Minimize-deep-coalescences analyses:
Overlaying the majority-rule consensus gene trees from the Bayesian tree searches on the three possible species trees resulted in three different deep coalescent costs for each gene—one cost for each species tree (Table 4). For four locus-specific gene trees (AETC, Rho1, TGFβ2, and Tropo6) the fewest number of deep coalescent events were observed when the species topology united P. amoena and P. cyanea as sister species. The fewest deep coalescent events for one locus (MC1R) occurred when P. amoena and P. caerulea were sister species, and the P. cyanea/P. caerulea sister species tree contained the fewest deep coalescences when overlaid with the ODC and MPLPR gene trees.
Summing the number of deep coalescent events needed to fit the gene trees into the species tree across loci produced a total cost of 42 for the P. amoena/P. cyanea sister species tree (Table 4). Fitting the gene trees into the other two species trees required more deep coalescences: 46 for the P. amoena/P. caerulea tree and 45 for the P. cyanea/P. caerulea tree.
Calculating probabilities of gene trees given possible species trees:
After randomly choosing one individual to represent P. amoena, P. cyanea, and P. caerulea, and eliminating Tropo6 from further analyses, 14 ML gene topologies were inferred from phylogenetic tree searches conducted on each locus separately (Table 5).

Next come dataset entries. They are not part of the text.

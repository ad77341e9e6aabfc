//! State machine and error semantics: matrix stacks, sticky errors,
//! capability toggles, registries and shutdown accounting.

use tessera::{
    ArrayData, Cap, ClearMask, ClientArray, DrawMode, GlError, MatrixMode, Renderer,
    TexParameter, TextureFilter, TextureFormat, TextureTarget,
};

#[test]
fn thirty_third_push_records_stack_overflow_and_clears_on_read() {
    let mut renderer = Renderer::new((4, 4)).unwrap();
    renderer.matrix_mode(MatrixMode::Modelview);
    for _ in 0..32 {
        renderer.push_matrix();
        assert_eq!(renderer.get_error(), None);
    }
    renderer.push_matrix();
    assert_eq!(renderer.get_error(), Some(GlError::StackOverflow));
    assert_eq!(renderer.get_error(), None);
}

#[test]
fn push_pop_balanced_sequences_restore_the_matrix_bitwise() {
    let mut renderer = Renderer::new((4, 4)).unwrap();
    renderer.translate(1.0, 2.0, 3.0);
    renderer.rotate(37.5, 0.0, 0.0, 1.0);
    let before = renderer.get_matrix(MatrixMode::Modelview);

    renderer.push_matrix();
    renderer.scale(9.0, 9.0, 9.0);
    renderer.translate(-4.0, 0.0, 0.0);
    renderer.pop_matrix();

    assert_eq!(renderer.get_matrix(MatrixMode::Modelview), before);
}

#[test]
fn matrix_transform_matches_the_mathematical_product() {
    let mut renderer = Renderer::new((4, 4)).unwrap();
    renderer.load_identity();
    renderer.translate(2.0, 0.0, 0.0);
    renderer.scale(3.0, 3.0, 1.0);

    let m = tessera::Mat4::from_column_major(renderer.get_matrix(MatrixMode::Modelview));
    let out = m.transform_vec4([1.0, 1.0, 0.0, 1.0]);
    for (actual, expected) in out.iter().zip([5.0, 3.0, 0.0, 1.0]) {
        assert!((actual - expected).abs() <= 1e-5);
    }
}

#[test]
fn enable_disable_round_trip_reports_disabled() {
    let mut renderer = Renderer::new((4, 4)).unwrap();
    for cap in [Cap::Blend, Cap::Fog, Cap::ScissorTest, Cap::Lighting] {
        renderer.enable(cap);
        assert!(renderer.is_enabled(cap));
        renderer.disable(cap);
        assert!(!renderer.is_enabled(cap), "{cap:?}");
    }
}

#[test]
fn gen_then_delete_textures_leaves_the_table_unchanged() {
    let mut renderer = Renderer::new((4, 4)).unwrap();
    let before = renderer.context().texture_count();
    let ids = renderer.gen_textures(4);
    renderer.delete_textures(&ids);
    assert_eq!(renderer.context().texture_count(), before);
    assert_eq!(renderer.get_error(), None);
}

#[test]
fn draw_with_zero_count_is_a_no_op_without_error() {
    let mut renderer = Renderer::new((4, 4)).unwrap();
    renderer.enable_client_state(ClientArray::Vertex);
    renderer.vertex_pointer(3, 0, ArrayData::Floats(&[0.0; 9]));
    renderer.draw_arrays(DrawMode::Triangles, 0, 0);
    renderer.finish();
    assert_eq!(renderer.get_error(), None);
}

#[test]
fn draw_without_an_enabled_vertex_array_records_invalid_operation() {
    let mut renderer = Renderer::new((4, 4)).unwrap();
    renderer.draw_arrays(DrawMode::Triangles, 0, 3);
    assert_eq!(renderer.get_error(), Some(GlError::InvalidOperation));
}

#[test]
fn negative_draw_arguments_record_invalid_value() {
    let mut renderer = Renderer::new((4, 4)).unwrap();
    renderer.draw_arrays(DrawMode::Triangles, -1, 3);
    assert_eq!(renderer.get_error(), Some(GlError::InvalidValue));
    renderer.draw_arrays(DrawMode::Triangles, 0, -3);
    assert_eq!(renderer.get_error(), Some(GlError::InvalidValue));
}

#[test]
fn equal_texture_and_framebuffer_sizes_select_mip_level_zero() {
    let mut renderer = Renderer::new((4, 4)).unwrap();
    renderer.clear(ClearMask::ALL);

    let id = renderer.gen_textures(1)[0];
    renderer.bind_texture(TextureTarget::Texture2d, id);
    // Level 0 is solid red, level 1 solid green.
    let level0: Vec<u8> = [255, 0, 0, 255].repeat(16);
    let level1: Vec<u8> = [0, 255, 0, 255].repeat(4);
    renderer.tex_image_2d(0, TextureFormat::Rgba8, 4, 4, TextureFormat::Rgba8, &level0);
    renderer.tex_image_2d(1, TextureFormat::Rgba8, 2, 2, TextureFormat::Rgba8, &level1);
    renderer.tex_parameter(TexParameter::MinFilter(TextureFilter::NearestMipmapNearest));
    renderer.tex_parameter(TexParameter::MagFilter(TextureFilter::Nearest));
    renderer.tex_env_mode(tessera::TexEnvMode::Replace);
    renderer.enable(Cap::Texture2d);

    renderer.enable_client_state(ClientArray::Vertex);
    let positions: [f32; 18] = [
        0.0, 0.0, 0.5, //
        4.0, 0.0, 0.5, //
        4.0, 4.0, 0.5, //
        0.0, 0.0, 0.5, //
        4.0, 4.0, 0.5, //
        0.0, 4.0, 0.5,
    ];
    renderer.vertex_pointer(3, 0, ArrayData::Floats(&positions));
    renderer.draw_arrays(DrawMode::Triangles, 0, 6);
    renderer.finish();

    // Texture and framebuffer are both 4x4, so the ratio is 1 and level 0
    // (red) wins.
    let pixels = renderer.read_pixels(0, 0, 4, 4);
    assert_eq!(&pixels[0..4], &[0xFF, 0x00, 0x00, 0xFF]);
}

#[test]
fn deleted_texture_samples_as_transparent_black() {
    let mut renderer = Renderer::new((4, 4)).unwrap();
    renderer.clear_color(1.0, 1.0, 0.0, 1.0);
    renderer.clear(ClearMask::ALL);

    let id = renderer.gen_textures(1)[0];
    renderer.bind_texture(TextureTarget::Texture2d, id);
    renderer.tex_image_2d(
        0,
        TextureFormat::Rgba8,
        1,
        1,
        TextureFormat::Rgba8,
        &[255, 0, 0, 255],
    );
    renderer.tex_env_mode(tessera::TexEnvMode::Replace);
    renderer.enable(Cap::Texture2d);
    renderer.delete_textures(&[id]);

    renderer.enable_client_state(ClientArray::Vertex);
    renderer.disable(Cap::DepthTest);
    let positions: [f32; 9] = [
        0.0, 0.0, 0.5, //
        4.0, 0.0, 0.5, //
        0.0, 4.0, 0.5,
    ];
    renderer.color4(0.0, 0.0, 1.0, 1.0);
    renderer.vertex_pointer(3, 0, ArrayData::Floats(&positions));
    renderer.draw_arrays(DrawMode::Triangles, 0, 3);
    renderer.finish();

    // The binding was dropped with the texture, so the draw lands untextured
    // with the vertex color.
    let pixels = renderer.read_pixels(0, 0, 4, 4);
    assert_eq!(&pixels[0..4], &[0x00, 0x00, 0xFF, 0xFF]);
}

#[test]
fn fixed_point_entry_points_match_their_float_twins() {
    let mut float_renderer = Renderer::new((4, 4)).unwrap();
    let mut fixed_renderer = Renderer::new((4, 4)).unwrap();

    float_renderer.translate(1.0, -2.0, 0.5);
    fixed_renderer.translate_fixed(
        tessera::to_fixed(1.0),
        tessera::to_fixed(-2.0),
        tessera::to_fixed(0.5),
    );

    let a = float_renderer.get_matrix(MatrixMode::Modelview);
    let b = fixed_renderer.get_matrix(MatrixMode::Modelview);
    for (x, y) in a.iter().zip(b.iter()) {
        assert!((x - y).abs() < 1.0 / 65536.0);
    }
}

#[test]
fn all_tracked_memory_is_released_when_the_renderer_drops() {
    let tracker = {
        let mut renderer = Renderer::new((32, 32)).unwrap();
        renderer.clear(ClearMask::ALL);

        let id = renderer.gen_textures(1)[0];
        renderer.bind_texture(TextureTarget::Texture2d, id);
        renderer.tex_image_2d(
            0,
            TextureFormat::Rgba8,
            2,
            2,
            TextureFormat::Rgba8,
            &[128; 16],
        );

        renderer.enable_client_state(ClientArray::Vertex);
        let positions: [f32; 9] = [
            0.0, 0.0, 0.5, //
            32.0, 0.0, 0.5, //
            0.0, 32.0, 0.5,
        ];
        renderer.vertex_pointer(3, 0, ArrayData::Floats(&positions));
        renderer.draw_arrays(DrawMode::Triangles, 0, 3);
        renderer.finish();

        renderer.memory_tracker()
        // Renderer drops here: context, pools and framebuffer tear down.
    };
    assert_eq!(tracker.current_usage(), 0);
    assert_eq!(tracker.report(), 0);
    assert!(tracker.peak_usage() > 0);
}

#[test]
fn finish_timeout_succeeds_on_a_quiet_renderer() {
    let mut renderer = Renderer::new((4, 4)).unwrap();
    assert!(renderer.finish_timeout(std::time::Duration::from_secs(1)));
}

Multiple gene trees with equal likelihoods were inferred from three loci (AETC—three gene trees, βact3—two, and MPLPR—three). Replicate COAL calculations that differed only in the ratio of internal to terminal branch lengths (1:1, 1:2, and 1:10) all gave qualitatively similar results. When terminal branch lengths were longer than internal branch lengths (1:2 and 1:10), 3 of the 14 gene topologies were equally probable whether the given species tree had P. cyanea and P. amoena as sister species or a sister species relationship between P. amoena and P. cyanea (Table 5). Those 3 gene topologies (one of two βact3 gene trees and two of three MPLPR gene trees) were excluded from further analyses, because with respect to these relationships, these topologies are uninformative. Of the remaining 9 ML gene topologies (one of the three equally likely AETC gene trees was chosen at random), 8 were more probable given a species tree uniting P. cyanea and P. amoena as sisters, and 1 was more probable given a P. amoena–P. caerulea species tree (Table 5, test of proportions, nobs = 9, P = 0.05). When the internal:terminal branch length ratio was 1:1, 4 of the 14 gene topologies were equally probable given either species tree and were subsequently eliminated. Seven of the remaining 8 (1 AETC gene tree chosen at random) ML gene topologies were more probable with P. cyanea/P. amoena as sister species (Table 4, test of proportions, nobs = 8, P = 0.1).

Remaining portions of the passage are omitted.